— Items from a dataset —
_ _ _
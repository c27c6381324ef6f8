//! Parallel transcode-and-stage pipeline.
//!
//! - [`classifier`]: format kind → action
//! - [`budget`]: disc size check before any work
//! - [`worker`]: one track, transcode pipe or copy
//! - [`orchestrator`]: directories, work list, bounded pool, drain
//! - [`report`]: per-track outcomes

pub mod budget;
pub mod classifier;
pub mod orchestrator;
pub mod report;
pub mod worker;

pub use budget::{check_budget, BudgetExceeded, RunBudget};
pub use classifier::classify;
pub use orchestrator::{StageState, StagingOrchestrator, DEFAULT_POOL_SIZE};
pub use report::{CompletionReport, FailureReason, TrackKey, TrackOutcome};
pub use worker::{ConversionWorker, FatalWorkerError, TrackWorker, WorkItem};

use std::path::PathBuf;

/// Errors that end a staging pass.
#[derive(Debug, thiserror::Error)]
pub enum StageError {
    /// A collection directory could not be created; nothing was dispatched.
    #[error("failed to create staging directory {}: {source}", path.display())]
    StagingAborted {
        path: PathBuf,
        #[source]
        source: std::io::Error,
    },

    /// The pool was torn down with work still in flight.
    #[error("run terminated mid-pool: {0}")]
    PoolTerminated(String),
}
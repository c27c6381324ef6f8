//! External tool detection.

use crate::{Error, Result};
use std::path::{Path, PathBuf};
use std::process::Command;

/// Information about an external tool.
#[derive(Debug, Clone)]
pub struct ToolInfo {
    /// Name of the tool as configured.
    pub name: String,
    /// Whether the tool is available.
    pub available: bool,
    /// Version string if the tool reports one.
    pub version: Option<String>,
    /// Path to the tool executable.
    pub path: Option<PathBuf>,
}

/// Check if a tool is available and get its information.
///
/// A tool counts as available when it resolves to an executable, either as an
/// existing path or through `PATH`. The version is best effort: `faad` and
/// `hdiutil` have no version flag that exits cleanly, so it may be missing.
///
/// # Example
///
/// ```no_run
/// use mixburn_av::check_tool;
///
/// let info = check_tool("lame", "--version");
/// if info.available {
///     println!("lame version: {:?}", info.version);
/// }
/// ```
pub fn check_tool(name: &str, version_arg: &str) -> ToolInfo {
    let path = match resolve_tool(name) {
        Ok(path) => path,
        Err(_) => {
            return ToolInfo {
                name: name.to_string(),
                available: false,
                version: None,
                path: None,
            }
        }
    };

    let version = match Command::new(&path).arg(version_arg).output() {
        Ok(output) if output.status.success() => String::from_utf8_lossy(&output.stdout)
            .lines()
            .find(|l| !l.trim().is_empty())
            .map(|s| s.trim().to_string()),
        _ => None,
    };

    ToolInfo {
        name: name.to_string(),
        available: true,
        version,
        path: Some(path),
    }
}

/// Check the decoder and the encoder, then each `(name, version_arg)` image
/// tool in order.
pub fn check_tools(decoder: &str, encoder: &str, image_tools: &[(&str, &str)]) -> Vec<ToolInfo> {
    let mut tools = vec![check_tool(decoder, "-h"), check_tool(encoder, "--version")];
    tools.extend(
        image_tools
            .iter()
            .map(|(name, version_arg)| check_tool(name, version_arg)),
    );
    tools
}

/// Resolve a configured tool to an executable path.
///
/// An existing path is used as is; anything else is looked up on `PATH`.
///
/// # Errors
///
/// Returns [`Error::ToolNotFound`] if neither lookup succeeds.
pub fn resolve_tool(configured: &str) -> Result<PathBuf> {
    let path = Path::new(configured);
    if path.components().count() > 1 && path.is_file() {
        return Ok(path.to_path_buf());
    }

    which::which(configured).map_err(|_| Error::tool_not_found(configured))
}
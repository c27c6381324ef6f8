//! # mixburn-av
//!
//! External audio tool plumbing for mixburn.
//!
//! This crate provides functionality for:
//! - Locating the decoder and encoder executables
//! - Running a decoder piped into an encoder to produce an MP3
//! - Writing output through a temp file that only appears under its final
//!   name once complete
//!
//! ## Features
//!
//! - `tracing` - Enable tracing support
//!
//! ## Example
//!
//! ```no_run
//! use mixburn_av::{StagedFile, TranscodeTools};
//!
//! # async fn run() -> mixburn_av::Result<()> {
//! let tools = TranscodeTools::discover("faad", "lame")?;
//! let staged = StagedFile::new("/tmp/out/Band - Song - 1.mp3")?;
//! mixburn_av::transcode(&tools, "/music/song.m4a".as_ref(), staged.path(), 128).await?;
//! staged.commit()?;
//! # Ok(())
//! # }
//! ```

mod error;
pub mod tools;
pub mod transcode;
pub mod workspace;

// Re-exports
pub use error::{Error, Result};
pub use tools::{check_tool, check_tools, resolve_tool, ToolInfo};
pub use transcode::{decode_args, encode_args, transcode, TranscodeTools};
pub use workspace::{copy_verbatim, StagedFile};
//! Common error types used throughout mixburn.
//!
//! These cover the media library collaborator: reading a manifest, decoding it,
//! and rejecting descriptors that break the data model.

use std::path::PathBuf;

/// Common error type for mixburn.
#[derive(Debug, thiserror::Error)]
pub enum Error {
    /// The library source could not be read.
    #[error("failed to read library {}: {source}", path.display())]
    LibraryRead {
        path: PathBuf,
        #[source]
        source: std::io::Error,
    },

    /// The library source could not be decoded.
    #[error("failed to parse library {}: {source}", path.display())]
    LibraryParse {
        path: PathBuf,
        #[source]
        source: serde_json::Error,
    },

    /// A track descriptor violates the data model.
    #[error("Invalid track: {0}")]
    InvalidTrack(String),
}

impl Error {
    /// Create a new InvalidTrack error.
    pub fn invalid_track<S: Into<String>>(msg: S) -> Self {
        Self::InvalidTrack(msg.into())
    }
}

/// Result type alias using the common Error type.
pub type Result<T> = std::result::Result<T, Error>;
_ _ _
— Task details —
Each line of the entries that contains the word "InvalidTrack" should be listed.

— Written response —
    InvalidTrack(String),
    /// Create a new InvalidTrack error.
        Self::InvalidTrack(msg.into())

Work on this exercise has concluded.